Trade the Cycles

Saturday, October 18, 2008

........."Empires Built on Debt Start to Crumble"

"Empires Built on Debt Start to Crumble," see http://www.nytimes.com/2008/10/18/business/worldbusiness/18oligarch.html?em. The Russians are hurting also, which is more strong evidence that the credit debacle is a worldwide phenomenon, though it's being largely and somewhat unfairly blamed on the US (though much of the blame lies with the US obviously, partly because the US is the largest economy and had a large deleterious effect on much of the world). Part of the article is below.

"MOSCOW — Are the Russian oligarchs going bust?

In the current global financial crisis, perhaps no community of the superaffluent has fallen as hard, or as fast, as the brash Kremlin-connected insiders whose wealth was tied up in the overlapping bubbles of the Russian stock market, commodity prices and easy credit.

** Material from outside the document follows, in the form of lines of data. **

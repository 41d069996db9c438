//! Continuous verification daemon.
//!
//! A ticker task scans the schedule store and enqueues subjects whose
//! next-verification deadline has passed onto a bounded queue, consumed
//! by a fixed-size worker pool. The same ticker periodically sweeps the
//! result cache and runs the slow schedule-tuning pass. Everything shuts
//! down through a single watch-channel signal.

use std::sync::Arc;
use std::time::Duration;

use tokio::sync::{mpsc, watch};
use tokio::task::JoinHandle;
use tokio::time::MissedTickBehavior;

use warden_core::{SubjectId, Timestamp};

use crate::pipeline::Orchestrator;

// ---------------------------------------------------------------------------
// Configuration
// ---------------------------------------------------------------------------

#[derive(Debug, Clone)]
pub struct MonitorConfig {
    /// How often the ticker scans for due subjects.
    pub tick_interval: Duration,
    /// Bounded work-queue depth. A full queue defers the remaining due
    /// subjects to the next tick.
    pub queue_size: usize,
    /// Fixed worker-pool size.
    pub workers: usize,
}

impl Default for MonitorConfig {
    fn default() -> Self {
        Self {
            tick_interval: Duration::from_secs(30),
            queue_size: 256,
            workers: 4,
        }
    }
}

// ---------------------------------------------------------------------------
// VerificationMonitor
// ---------------------------------------------------------------------------

pub struct VerificationMonitor;

impl VerificationMonitor {
    /// Spawn the ticker and worker tasks. The returned handle owns the
    /// shutdown signal.
    pub fn spawn(orchestrator: Arc<Orchestrator>, config: MonitorConfig) -> MonitorHandle {
        let (shutdown_tx, shutdown_rx) = watch::channel(false);
        let (queue_tx, queue_rx) = mpsc::channel::<SubjectId>(config.queue_size.max(1));
        let queue_rx = Arc::new(tokio::sync::Mutex::new(queue_rx));

        let mut tasks = Vec::new();

        for worker in 0..config.workers.max(1) {
            let queue_rx = queue_rx.clone();
            let orchestrator = orchestrator.clone();
            let mut shutdown = shutdown_rx.clone();
            tasks.push(tokio::spawn(async move {
                loop {
                    let subject = tokio::select! {
                        _ = shutdown.changed() => break,
                        received = async { queue_rx.lock().await.recv().await } => {
                            match received {
                                Some(subject) => subject,
                                None => break,
                            }
                        }
                    };
                    match orchestrator.verify_now(&subject).await {
                        Ok(result) => {
                            tracing::debug!(
                                worker,
                                subject = %subject,
                                risk = %result.risk_score,
                                "scheduled verification completed"
                            );
                        }
                        Err(e) => {
                            // Typically a subject deregistered after being
                            // enqueued.
                            tracing::debug!(subject = %subject, "scheduled verification skipped: {}", e);
                        }
                    }
                }
            }));
        }

        let ticker_orchestrator = orchestrator;
        let mut ticker_shutdown = shutdown_rx;
        tasks.push(tokio::spawn(async move {
            let mut ticker = tokio::time::interval(config.tick_interval);
            ticker.set_missed_tick_behavior(MissedTickBehavior::Delay);
            let tune_interval = ticker_orchestrator.schedules().config().tune_interval;
            let mut last_tune = tokio::time::Instant::now();

            loop {
                tokio::select! {
                    _ = ticker_shutdown.changed() => break,
                    _ = ticker.tick() => {}
                }

                let now = Timestamp::now();
                for subject in ticker_orchestrator.schedules().due_subjects(now) {
                    match queue_tx.try_send(subject.clone()) {
                        Ok(()) => {
                            ticker_orchestrator.schedules().mark_enqueued(&subject, now);
                        }
                        Err(mpsc::error::TrySendError::Full(_)) => {
                            tracing::warn!("verification queue full, deferring to next tick");
                            break;
                        }
                        Err(mpsc::error::TrySendError::Closed(_)) => return,
                    }
                }

                let swept = ticker_orchestrator.sweep_cache();
                if swept > 0 {
                    tracing::debug!(swept, "expired cache entries removed");
                }

                if last_tune.elapsed() >= tune_interval {
                    ticker_orchestrator.tune_schedules();
                    last_tune = tokio::time::Instant::now();
                }
            }
        }));

        MonitorHandle {
            shutdown: shutdown_tx,
            tasks,
        }
    }
}

/// Handle to the running monitor tasks.
pub struct MonitorHandle {
    shutdown: watch::Sender<bool>,
    tasks: Vec<JoinHandle<()>>,
}

impl MonitorHandle {
    /// Signal shutdown and wait for the ticker and all workers to stop.
    pub async fn shutdown(self) {
        let _ = self.shutdown.send(true);
        for task in self.tasks {
            let _ = task.await;
        }
    }
}
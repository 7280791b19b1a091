//! Version data model and SemVer 2.0.0 precedence

use std::cmp::Ordering;
use std::fmt;
use std::hash::{Hash, Hasher};
use std::str::FromStr;

use lazy_static::lazy_static;
use regex::Regex;
use thiserror::Error;

lazy_static! {
    // Allowed characters of a prerelease or metadata identifier
    static ref IDENTIFIER_RE: Regex = Regex::new(r"^[0-9A-Za-z-]+$").unwrap();
}

/// Error type for version parsing
#[derive(Error, Debug, Clone, PartialEq, Eq)]
pub enum VersionError {
    #[error("empty version string")]
    Empty,
    #[error("major.minor.patch pattern not found in \"{0}\"")]
    WrongFieldCount(String),
    #[error("expected unsigned integer: \"{0}\"")]
    NotANumber(String),
    #[error("leading zeroes in numeric field or identifier: \"{0}\"")]
    LeadingZero(String),
    #[error("number too large: \"{0}\"")]
    TooLarge(String),
    #[error("identifier is empty")]
    EmptyIdentifier,
    #[error("not alphanumerical: \"{0}\"")]
    InvalidIdentifier(String),
    #[error("prerelease section is empty")]
    EmptyPrerelease,
    #[error("build metadata section is empty")]
    EmptyMetadata,
}

/// A single prerelease identifier
#[derive(Debug, Clone, PartialEq, Eq, Hash)]
pub enum Identifier {
    /// All ASCII digits, compared numerically
    Numeric(u64),
    /// Letters, digits and hyphens, compared in ASCII order
    AlphaNumeric(String),
}

impl Identifier {
    /// Parse and validate a prerelease identifier
    pub fn parse(ident: &str) -> Result<Self, VersionError> {
        validate_identifier(ident)?;

        if ident.bytes().all(|b| b.is_ascii_digit()) {
            return Ok(Identifier::Numeric(parse_number(ident)?));
        }

        Ok(Identifier::AlphaNumeric(ident.to_string()))
    }

    /// Classify an identifier without validating it
    fn classify(ident: &str) -> Self {
        match ident.parse::<u64>() {
            Ok(n) if ident.bytes().all(|b| b.is_ascii_digit()) => Identifier::Numeric(n),
            _ => Identifier::AlphaNumeric(ident.to_string()),
        }
    }

    pub fn is_numeric(&self) -> bool {
        matches!(self, Identifier::Numeric(_))
    }
}

impl Ord for Identifier {
    fn cmp(&self, other: &Self) -> Ordering {
        match (self, other) {
            (Identifier::Numeric(a), Identifier::Numeric(b)) => a.cmp(b),
            (Identifier::Numeric(_), Identifier::AlphaNumeric(_)) => Ordering::Less,
            (Identifier::AlphaNumeric(_), Identifier::Numeric(_)) => Ordering::Greater,
            (Identifier::AlphaNumeric(a), Identifier::AlphaNumeric(b)) => a.as_bytes().cmp(b.as_bytes()),
        }
    }
}

impl PartialOrd for Identifier {
    fn partial_cmp(&self, other: &Self) -> Option<Ordering> {
        Some(self.cmp(other))
    }
}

Already, Russia’s richest man, Oleg V. Deripaska, the nuclear physicist turned post-Soviet corporate raider, has ceded more than a billion dollars in assets to jittery creditors as his aluminum-to-automobile empire reels.

“Half the Russians could fall off the Forbes list” by next year, Maxim V. Kashulinsky, the editor of the Russian edition of the magazine, said in an interview.

Those most in favor with the Kremlin — who expanded fastest and ran up the largest debts — are most at risk now as borrowing costs soar.

Most of the ultrawealthy have large stakes in the mining and petroleum behemoths of the Russian economy, stakes gained through the legally questionable privatizations of the 1990s. A decade later, company ownership has still not spread to a broad shareholder base as in the West. Without a broad base of potential customers, the stock market here has tanked even faster than exchanges in the United States.

In America, toxic mortgage-backed securities sank mighty investment banks. In Russia, it is the empires of the oligarchs and the loans they took out from Western banks, using shares in their companies as collateral, that are at risk.

In a number of cases the value of shares pledged by Russia’s rich has fallen below the value of the loans, an ominous sign for the market here, where the benchmark RTS index is already down 71 percent from its peak in May.

Western banks are not immune. Their exposure to oligarch debt came into focus last week when the Russian central bank reported that, all told, Russian companies have to repay $47.5 billion to foreign creditors by the end of this year, and $160 billion by the end of 2009.

If banks require businesses to sell shares to repay these loans, “the Russian stock market could come down like a house of cards,” Michael Kavanagh, a mining sector analyst at Uralsib bank, said.

“This could be a game changer for a lot of very, very large players,” Rory MacFarquhar, an economist at Goldman Sachs in Moscow, added. “The ground is shifting under them.”

Not all of Russia’s rich are hurting. Their yachts, jets and London mansions are not yet up for sale. For instance, Roman A. Abramovich, the owner of the Chelsea Football Club in London, has not sold his 377-foot yacht, Pelorus. Or the 282-foot Ecstasea, his other yacht.

In the 1998 financial crisis, ordinary Russians lost savings in a devaluation of the ruble. This time is different. The wide middle class that emerged under the former president and now prime minister, Vladimir V. Putin, and the oil boom has yet to feel the financial turmoil, because few own stocks. That could change depending on how badly the economy is hurt by falling commodity prices and the flight of an estimated $74 billion in foreign investment since Aug. 1.

Estimates of the oligarch’s losses are necessarily rough. Bloomberg News calculated the richest 25 Russians on the Forbes list lost a collective $230 billion since the market peak, based on declines in value of publicly traded companies and analysts’ estimates of private company losses. That would make their collective loss over five months four times greater than the total wealth of Warren E. Buffett.

The oligarchs’ remaining assets, based on this estimate, would be worth about $140 billion."